** Supplied data follows **

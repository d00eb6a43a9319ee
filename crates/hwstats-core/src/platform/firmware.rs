//! Firmware key/value access (the SMC on Macs).

use crate::codec::{self, Decoded, FourCharCode};

/// A firmware reply before decoding.
#[derive(Debug, Clone, PartialEq, Eq)]
pub struct RawValue {
    pub data_type: FourCharCode,
    pub bytes: Vec<u8>,
}

impl RawValue {
    pub fn decode(&self) -> Result<Decoded, crate::error::CodecError> {
        codec::decode(self.data_type, &self.bytes)
    }
}

/// The embedded controller's key/value store.
///
/// Implementations only fetch bytes. Decoding is shared through the
/// provided methods so every backend agrees on data-type semantics.
pub trait FirmwareService: Send + Sync {
    /// Every key the firmware advertises.
    fn all_keys(&self) -> Vec<String>;

    /// Raw reply for `key`, `None` if absent or unreadable.
    fn read_key(&self, key: &str) -> Option<RawValue>;

    fn value(&self, key: &str) -> Option<f64> {
        let raw = self.read_key(key)?;
        match raw.decode() {
            Ok(decoded) => decoded.as_number(),
            Err(e) => {
                log::debug!("{key}: {e}");
                None
            }
        }
    }

    fn string_value(&self, key: &str) -> Option<String> {
        let raw = self.read_key(key)?;
        match raw.decode() {
            Ok(Decoded::Text(text)) if !text.is_empty() => Some(text),
            Ok(_) => None,
            Err(e) => {
                log::debug!("{key}: {e}");
                None
            }
        }
    }
}

/// Firmware that advertises nothing. Used where no SMC exists.
#[derive(Debug, Clone, Copy, Default)]
pub struct NullFirmware;

impl FirmwareService for NullFirmware {
    fn all_keys(&self) -> Vec<String> {
        Vec::new()
    }

    fn read_key(&self, _key: &str) -> Option<RawValue> {
        None
    }
}
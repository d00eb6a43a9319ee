//! SensorsReader: temperatures, voltages, power rails and fan speeds from
//! the firmware catalog.

use std::sync::Arc;

use crate::catalog::{SENSOR_TABLE, Sensor, SensorDefinition, build_catalog};
use crate::platform::FirmwareService;
use crate::reader::{Platform, Reader, ReaderInfo, ReaderKind, Requirement};

pub(crate) static SENSORS_INFO: ReaderInfo = ReaderInfo {
    name: "sensors",
    description: "SMC temperature, voltage, power and fan-speed sensors",
    kind: ReaderKind::Sensors,
    platform: Platform::MacOS,
    requirements: &[Requirement::Smc],
};

pub struct SensorsReader {
    firmware: Arc<dyn FirmwareService>,
    sensors: Vec<Sensor>,
}

impl SensorsReader {
    /// Build the catalog from [`SENSOR_TABLE`].
    pub fn new(firmware: Arc<dyn FirmwareService>, max_temperature: f64) -> Self {
        Self::with_table(firmware, SENSOR_TABLE, max_temperature)
    }

    pub fn with_table(
        firmware: Arc<dyn FirmwareService>,
        table: &[SensorDefinition],
        max_temperature: f64,
    ) -> Self {
        let sensors = build_catalog(firmware.as_ref(), table, max_temperature);
        Self { firmware, sensors }
    }

    pub fn sensors(&self) -> &[Sensor] {
        &self.sensors
    }
}

impl Reader for SensorsReader {
    type Snapshot = Vec<Sensor>;

    fn info(&self) -> &ReaderInfo {
        &SENSORS_INFO
    }

    /// Always calls back, with an empty list when the catalog is empty.
    fn read(&mut self, on_result: impl FnOnce(Vec<Sensor>)) {
        for sensor in &mut self.sensors {
            // A failed read keeps the last good value.
            if let Some(value) = self.firmware.value(&sensor.key) {
                sensor.value = value;
            }
        }
        on_result(self.sensors.clone());
    }
}
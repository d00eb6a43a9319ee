//! External utility invocation.

use std::process::{Command, Stdio};

use crate::error::CommandError;

/// Runs a program to completion and returns its stdout.
pub trait CommandRunner: Send + Sync {
    fn run(&self, program: &str, args: &[&str]) -> Result<String, CommandError>;
}

/// [`CommandRunner`] backed by `std::process::Command`.
///
/// Blocks until the child exits. There is no timeout.
#[derive(Debug, Clone, Copy, Default)]
pub struct SystemCommand;

impl CommandRunner for SystemCommand {
    fn run(&self, program: &str, args: &[&str]) -> Result<String, CommandError> {
        log::trace!("running {program} {}", args.join(" "));
        let output = Command::new(program)
            .args(args)
            .stdin(Stdio::null())
            .output()
            .map_err(|source| CommandError::Spawn {
                program: program.to_string(),
                source,
            })?;

        if !output.status.success() {
            return Err(CommandError::Status {
                program: program.to_string(),
                code: output.status.code(),
            });
        }

        Ok(String::from_utf8_lossy(&output.stdout).into_owned())
    }
}

/// Runner that refuses to launch anything.
#[derive(Debug, Clone, Copy, Default)]
pub struct NoCommands;

impl CommandRunner for NoCommands {
    fn run(&self, program: &str, _args: &[&str]) -> Result<String, CommandError> {
        Err(CommandError::Spawn {
            program: program.to_string(),
            source: std::io::Error::new(std::io::ErrorKind::Unsupported, "subprocesses disabled"),
        })
    }
}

** End of Supplied data **

Across the entries, state how many lines contain "bytes", giving the number only.

3